Petri Dice: How to Get Those Swirling Ink Tendrils Every Time
Step-by-step petri dice technique with exact ink drops, white pigment ratios, and pressure settings. Fix muddy colors, sinking ink, and missing blooms.
Contents
Everyone tells you petri dice are an “intermediate” technique. That you need to master basic pours first. That you should work your way up to them slowly.
They’re wrong about the timeline — but right about everything else.
Petri dice are one of the most visually striking dice making techniques you can learn, and the actual pour takes less than five minutes. The problem is that those five minutes involve chemistry you can’t fully control, ink behavior that changes with room temperature, and a white pigment drop that either makes the entire pour or turns it into an expensive marble. I’ve ruined more petri sets than I’ve nailed, and I still pour them every week because when the bloom hits right, nothing else in resin dice comes close.
Here’s the full technique — materials, exact steps, the failures you’ll encounter, and the fixes that actually work.
What Makes Petri Dice Unique
The name comes from the visual similarity to bacterial cultures growing in a petri dish. Those organic, branching tendrils of color suspended in clear resin? That’s not paint, and it’s not some layering trick. It’s a density reaction between alcohol ink, white pigment, and uncured epoxy resin.

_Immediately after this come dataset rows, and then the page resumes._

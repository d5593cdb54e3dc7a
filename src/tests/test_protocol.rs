// Copyright (c) Meta Platforms, Inc. and affiliates.
//
// This source code is dual-licensed under either the MIT license found in the
// LICENSE-MIT file in the root directory of this source tree or the Apache
// License, Version 2.0 found in the LICENSE-APACHE file in the root directory
// of this source tree. You may select, at your option, one of the above-listed
// licenses.

use rand_core::{CryptoRng, OsRng, RngCore};

use crate::{
    exchange, start, ContextInfo, CpaceError, SessionKey, KEY_LENGTH, MESSAGE_A_LENGTH,
    MESSAGE_B_LENGTH,
};

fn run_protocol(
    initiator_password: &[u8],
    responder_password: &[u8],
    initiator_context: &ContextInfo,
    responder_context: &ContextInfo,
) -> (SessionKey, SessionKey) {
    let (message_a, state) =
        start(initiator_password, initiator_context, &mut OsRng).expect("Error with start()");
    let (message_b, responder_key) = exchange(
        responder_password,
        responder_context,
        message_a.as_bytes(),
        &mut OsRng,
    )
    .expect("Error with exchange()");
    let initiator_key = state
        .finish(message_b.as_bytes())
        .expect("Error with finish()");
    (initiator_key, responder_key)
}

#[test]
fn test_agreement() {
    let context = ContextInfo::new(b"192.0.2.1:12345", b"192.0.2.2:42", None);
    let (initiator_key, responder_key) =
        run_protocol(b"password", b"password", &context, &context);
    assert_eq!(initiator_key, responder_key);
    assert_eq!(initiator_key.as_bytes().len(), KEY_LENGTH);
}

struct ResultCase {
    name: &'static str,
    password_a: &'static [u8],
    password_b: &'static [u8],
    context_a: ContextInfo,
    context_b: ContextInfo,
    equal: bool,
}

#[test]
fn test_results() {
    let cases = [
        ResultCase {
            name: "valid, without ad",
            password_a: b"p",
            password_b: b"p",
            context_a: ContextInfo::new(b"a", b"b", None),
            context_b: ContextInfo::new(b"a", b"b", None),
            equal: true,
        },
        ResultCase {
            name: "valid, with ad",
            password_a: b"p",
            password_b: b"p",
            context_a: ContextInfo::new(b"a", b"b", Some(b"x")),
            context_b: ContextInfo::new(b"a", b"b", Some(b"x")),
            equal: true,
        },
        ResultCase {
            name: "valid, equal identities",
            password_a: b"p",
            password_b: b"p",
            context_a: ContextInfo::new(b"a", b"a", None),
            context_b: ContextInfo::new(b"a", b"a", None),
            equal: true,
        },
        ResultCase {
            name: "different passwords",
            password_a: b"p",
            password_b: b"P",
            context_a: ContextInfo::new(b"a", b"b", None),
            context_b: ContextInfo::new(b"a", b"b", None),
            equal: false,
        },
        ResultCase {
            name: "different initiator identity",
            password_a: b"p",
            password_b: b"p",
            context_a: ContextInfo::new(b"a", b"b", None),
            context_b: ContextInfo::new(b"x", b"b", None),
            equal: false,
        },
        ResultCase {
            name: "different responder identity",
            password_a: b"p",
            password_b: b"p",
            context_a: ContextInfo::new(b"a", b"b", None),
            context_b: ContextInfo::new(b"a", b"x", None),
            equal: false,
        },
        ResultCase {
            name: "different ad",
            password_a: b"p",
            password_b: b"p",
            context_a: ContextInfo::new(b"a", b"b", Some(b"foo")),
            context_b: ContextInfo::new(b"a", b"b", Some(b"bar")),
            equal: false,
        },
        ResultCase {
            name: "swapped identities",
            password_a: b"p",
            password_b: b"p",
            context_a: ContextInfo::new(b"a", b"b", None),
            context_b: ContextInfo::new(b"b", b"a", None),
            equal: false,
        },
        ResultCase {
            name: "missing ad",
            password_a: b"p",
            password_b: b"p",
            context_a: ContextInfo::new(b"a", b"b", Some(b"x")),
            context_b: ContextInfo::new(b"a", b"b", None),
            equal: false,
        },
        ResultCase {
            name: "identity concatenation",
            password_a: b"p",
            password_b: b"p",
            context_a: ContextInfo::new(b"ax", b"b", None),
            context_b: ContextInfo::new(b"a", b"xb", None),
            equal: false,
        },
        ResultCase {
            name: "empty password",
            password_a: b"p",
            password_b: b"",
            context_a: ContextInfo::new(b"a", b"b", None),
            context_b: ContextInfo::new(b"a", b"b", None),
            equal: false,
        },
    ];

    for case in cases {
        let (initiator_key, responder_key) = run_protocol(
            case.password_a,
            case.password_b,
            &case.context_a,
            &case.context_b,
        );
        assert_eq!(initiator_key.as_bytes().len(), KEY_LENGTH, "{}", case.name);
        assert_eq!(responder_key.as_bytes().len(), KEY_LENGTH, "{}", case.name);
        assert_eq!(
            initiator_key == responder_key,
            case.equal,
            "unexpected key comparison result for case: {}",
            case.name
        );
    }
}

#[test]
fn test_message_sizes() {
    let context = ContextInfo::new(b"a", b"b", Some(b"ad"));
    let (message_a, state) = start(b"password", &context, &mut OsRng).unwrap();
    assert_eq!(message_a.as_bytes().len(), MESSAGE_A_LENGTH);

    let (message_b, _) =
        exchange(b"password", &context, message_a.as_bytes(), &mut OsRng).unwrap();
    assert_eq!(message_b.as_bytes().len(), MESSAGE_B_LENGTH);

    let key = state.finish(message_b.as_bytes()).unwrap();
    assert_eq!(key.as_bytes().len(), KEY_LENGTH);
}

#[test]
fn test_large_context_values() {
    let max_id = vec![b'a'; (1 << 16) - 1];
    let valid_context = ContextInfo::new(&max_id, b"b", None);
    let over_id = vec![b'a'; 1 << 16];
    let bad_context = ContextInfo::new(&over_id, b"b", None);

    let (message_a, _) = start(b"password", &valid_context, &mut OsRng).unwrap();
    exchange(b"password", &valid_context, message_a.as_bytes(), &mut OsRng).unwrap();

    match start(b"password", &bad_context, &mut OsRng) {
        Err(CpaceError::ContextTooLong(_)) => {}
        _ => panic!("Expected CpaceError::ContextTooLong"),
    }
    match exchange(b"password", &bad_context, message_a.as_bytes(), &mut OsRng) {
        Err(CpaceError::ContextTooLong(_)) => {}
        _ => panic!("Expected CpaceError::ContextTooLong"),
    }
}

#[test]
fn test_truncated_messages() {
    let context = ContextInfo::new(b"192.0.2.1:12345", b"192.0.2.2:42", None);
    let (message_a, state) = start(b"password", &context, &mut OsRng).unwrap();

    let message_a_bytes = message_a.as_bytes();
    match exchange(
        b"password",
        &context,
        &message_a_bytes[..MESSAGE_A_LENGTH - 1],
        &mut OsRng,
    ) {
        Err(CpaceError::MalformedMessage) => {}
        _ => panic!("Expected CpaceError::MalformedMessage"),
    }

    let (message_b, _) =
        exchange(b"password", &context, message_a_bytes, &mut OsRng).unwrap();
    match state.finish(&message_b.as_bytes()[..MESSAGE_B_LENGTH - 1]) {
        Err(CpaceError::MalformedMessage) => {}
        _ => panic!("Expected CpaceError::MalformedMessage"),
    }
}

#[test]
fn test_tampered_element_in_message_a() {
    let context = ContextInfo::new(b"192.0.2.1:12345", b"192.0.2.2:42", None);
    let (message_a, state) = start(b"password", &context, &mut OsRng).unwrap();

    let mut tampered = message_a.to_bytes();
    tampered[MESSAGE_A_LENGTH - 1] ^= 0x01;
    // Flipping a bit of the element encoding either breaks decoding or lands
    // on a different element; in the latter case the two keys must disagree.
    match exchange(b"password", &context, &tampered, &mut OsRng) {
        Err(CpaceError::MalformedMessage) | Err(CpaceError::IdentityElement) => {}
        Ok((message_b, responder_key)) => {
            let initiator_key = state.finish(message_b.as_bytes()).unwrap();
            assert_ne!(initiator_key, responder_key);
        }
        Err(err) => panic!("unexpected error: {err}"),
    }
}

#[test]
fn test_tampered_salt_in_message_a() {
    let context = ContextInfo::new(b"192.0.2.1:12345", b"192.0.2.2:42", None);
    let (message_a, state) = start(b"password", &context, &mut OsRng).unwrap();

    let mut tampered = message_a.to_bytes();
    tampered[0] ^= 0x01;
    let (message_b, responder_key) =
        exchange(b"password", &context, &tampered, &mut OsRng).unwrap();
    let initiator_key = state.finish(message_b.as_bytes()).unwrap();
    assert_ne!(initiator_key, responder_key);
}

#[test]
fn test_tampered_message_b() {
    let context = ContextInfo::new(b"192.0.2.1:12345", b"192.0.2.2:42", None);
    let (message_a, state) = start(b"password", &context, &mut OsRng).unwrap();
    let (message_b, responder_key) =
        exchange(b"password", &context, message_a.as_bytes(), &mut OsRng).unwrap();

    let mut tampered = message_b.to_bytes();
    tampered[MESSAGE_B_LENGTH - 1] ^= 0x01;
    match state.finish(&tampered) {
        Err(CpaceError::MalformedMessage) | Err(CpaceError::IdentityElement) => {}
        Ok(initiator_key) => assert_ne!(initiator_key, responder_key),
        Err(err) => panic!("unexpected error: {err}"),
    }
}

#[test]
fn test_identity_rejection() {
    let context = ContextInfo::new(b"192.0.2.1:12345", b"192.0.2.2:42", None);
    let (message_a, state) = start(b"password", &context, &mut OsRng).unwrap();

    // salt || identity encoding
    let mut identity_message_a = [0u8; MESSAGE_A_LENGTH];
    identity_message_a[..16].copy_from_slice(&message_a.as_bytes()[..16]);
    match exchange(b"password", &context, &identity_message_a, &mut OsRng) {
        Err(CpaceError::IdentityElement) => {}
        _ => panic!("Expected CpaceError::IdentityElement"),
    }

    let identity_message_b = [0u8; MESSAGE_B_LENGTH];
    match state.finish(&identity_message_b) {
        Err(CpaceError::IdentityElement) => {}
        _ => panic!("Expected CpaceError::IdentityElement"),
    }
}

struct FailingRng;

impl RngCore for FailingRng {
    fn next_u32(&mut self) -> u32 {
        unreachable!()
    }

    fn next_u64(&mut self) -> u64 {
        unreachable!()
    }

    fn fill_bytes(&mut self, _dest: &mut [u8]) {
        unreachable!()
    }

    fn try_fill_bytes(&mut self, _dest: &mut [u8]) -> Result<(), rand_core::Error> {
        Err(rand_core::Error::from(
            core::num::NonZeroU32::new(rand_core::Error::CUSTOM_START).unwrap(),
        ))
    }
}

impl CryptoRng for FailingRng {}

#[test]
fn test_rng_failure() {
    let context = ContextInfo::new(b"a", b"b", None);

    match start(b"password", &context, &mut FailingRng) {
        Err(CpaceError::Rng(_)) => {}
        _ => panic!("Expected CpaceError::Rng"),
    }

    let (message_a, _) = start(b"password", &context, &mut OsRng).unwrap();
    match exchange(b"password", &context, message_a.as_bytes(), &mut FailingRng) {
        Err(CpaceError::Rng(_)) => {}
        _ => panic!("Expected CpaceError::Rng"),
    }
}

#[test]
fn test_state_retains_context() {
    let context = ContextInfo::new(b"a", b"b", Some(b"ad"));
    let (_, state) = start(b"password", &context, &mut OsRng).unwrap();
    assert_eq!(state.context(), &context);
}
// Copyright (c) Meta Platforms, Inc. and affiliates.
//
// This source code is dual-licensed under either the MIT license found in the
// LICENSE-MIT file in the root directory of this source tree or the Apache
// License, Version 2.0 found in the LICENSE-APACHE file in the root directory
// of this source tree. You may select, at your option, one of the above-listed
// licenses.

use thiserror::Error;

/// The library's error type
#[derive(Error, Debug)]
pub enum CpaceError {
    /// Error for when a context field does not fit in a 16-bit length prefix
    #[error("context field of {0} bytes does not fit in a 16-bit length prefix")]
    ContextTooLong(usize),
    /// Error for when a protocol message has the wrong length or carries an
    /// invalid element encoding
    #[error("malformed protocol message")]
    MalformedMessage,
    /// Error for when a peer's element decodes to the group identity
    #[error("peer element is the group identity")]
    IdentityElement,
    /// Error for when the random source fails
    #[error("random source failure")]
    Rng(#[from] rand_core::Error),
    /// Error for when an input has an invalid length
    #[error(transparent)]
    InvalidLength(#[from] hkdf::hmac::digest::InvalidLength),
}
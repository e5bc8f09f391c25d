//! Cursor marker drawn onto desktop screenshots so the reasoning service can
//! see where the pointer is before choosing a relative move.
use image::RgbaImage;

use crate::perception::types::Point;

const MARKER_RADIUS: i32 = 10;
const MARKER_ARM: i32 = 20;
const MARKER_WIDTH: i32 = 2;
const MARKER_COLOUR: [u8; 4] = [255, 0, 0, 255];

/// Draw a red circle with a crosshair centred on `at`. Parts outside the canvas are clipped.
pub fn draw_cursor_marker(canvas: &mut RgbaImage, at: Point) {
    draw_ring(canvas, at, MARKER_RADIUS, MARKER_WIDTH, MARKER_COLOUR);
    draw_hline(canvas, at.x - MARKER_ARM, at.x + MARKER_ARM, at.y, MARKER_WIDTH, MARKER_COLOUR);
    draw_vline(canvas, at.x, at.y - MARKER_ARM, at.y + MARKER_ARM, MARKER_WIDTH, MARKER_COLOUR);
}

// ── Drawing primitives ──────────────────────────────────────────────────────

fn draw_ring(canvas: &mut RgbaImage, c: Point, radius: i32, width: i32, col: [u8; 4]) {
    let outer = radius * radius;
    let inner = (radius - width).max(0).pow(2);
    for dy in -radius..=radius {
        for dx in -radius..=radius {
            let d = dx * dx + dy * dy;
            if d <= outer && d > inner {
                put(canvas, c.x + dx, c.y + dy, col);
            }
        }
    }
}

fn draw_hline(canvas: &mut RgbaImage, x1: i32, x2: i32, y: i32, width: i32, col: [u8; 4]) {
    for t in 0..width {
        for x in x1..=x2 {
            put(canvas, x, y - width / 2 + t, col);
        }
    }
}

fn draw_vline(canvas: &mut RgbaImage, x: i32, y1: i32, y2: i32, width: i32, col: [u8; 4]) {
    for t in 0..width {
        for y in y1..=y2 {
            put(canvas, x - width / 2 + t, y, col);
        }
    }
}

fn put(canvas: &mut RgbaImage, x: i32, y: i32, col: [u8; 4]) {
    let (w, h) = canvas.dimensions();
    if x < 0 || y < 0 || x >= w as i32 || y >= h as i32 {
        return;
    }
    let p = canvas.get_pixel_mut(x as u32, y as u32);
    let a = col[3] as f32 / 255.0;
    p[0] = (p[0] as f32 * (1.0 - a) + col[0] as f32 * a).round() as u8;
    p[1] = (p[1] as f32 * (1.0 - a) + col[1] as f32 * a).round() as u8;
    p[2] = (p[2] as f32 * (1.0 - a) + col[2] as f32 * a).round() as u8;
    p[3] = 255;
}

#[cfg(test)]
mod tests {
    use super::*;
    use image::Rgba;

    fn red(canvas: &RgbaImage, x: u32, y: u32) -> bool {
        canvas.get_pixel(x, y) == &Rgba([255, 0, 0, 255])
    }

    #[test]
    fn marker_draws_ring_and_arms() {
        let mut canvas = RgbaImage::from_pixel(100, 100, Rgba([0, 0, 0, 255]));
        draw_cursor_marker(&mut canvas, Point::new(50, 50));
        // arm tips
        assert!(red(&canvas, 70, 50));
        assert!(red(&canvas, 50, 30));
        // ring, off the arms
        assert!(red(&canvas, 57, 57));
        // inside the ring, off the arms
        assert!(!red(&canvas, 53, 53));
        // beyond the arms
        assert!(!red(&canvas, 75, 50));
    }

    #[test]
    fn marker_near_edge_is_clipped() {
        let mut canvas = RgbaImage::from_pixel(8, 8, Rgba([0, 0, 0, 255]));
        draw_cursor_marker(&mut canvas, Point::new(0, 0));
        assert!(red(&canvas, 0, 0));
        draw_cursor_marker(&mut canvas, Point::new(-500, 900));
    }
}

Alcohol ink is lighter than resin. When you drop it onto the surface, it doesn’t just sit there — it sinks slowly, spreading into thread-like tendrils as it descends through the medium. The white pigment is the catalyst for the drama. It creates a visible “bloom” — a cloudy, cell-like structure that pushes the colored ink outward into those distinctive organic shapes.
Without the white pigment, you just get colored streaks. Pretty, maybe, but not petri. The bloom is the whole trick.
What makes this technique addictive — and honestly a little maddening — is that no two pours are identical. You can use the same inks, the same resin, the same mold, and get completely different patterns. The resin’s temperature, the drop placement, even the humidity in your workshop all influence the final result. I once poured two identical sets side by side, same everything, and one came out with gorgeous deep-sea tendrils while the other looked like someone sneezed into a cup of milk.
That unpredictability is the point. Each set is genuinely one of a kind.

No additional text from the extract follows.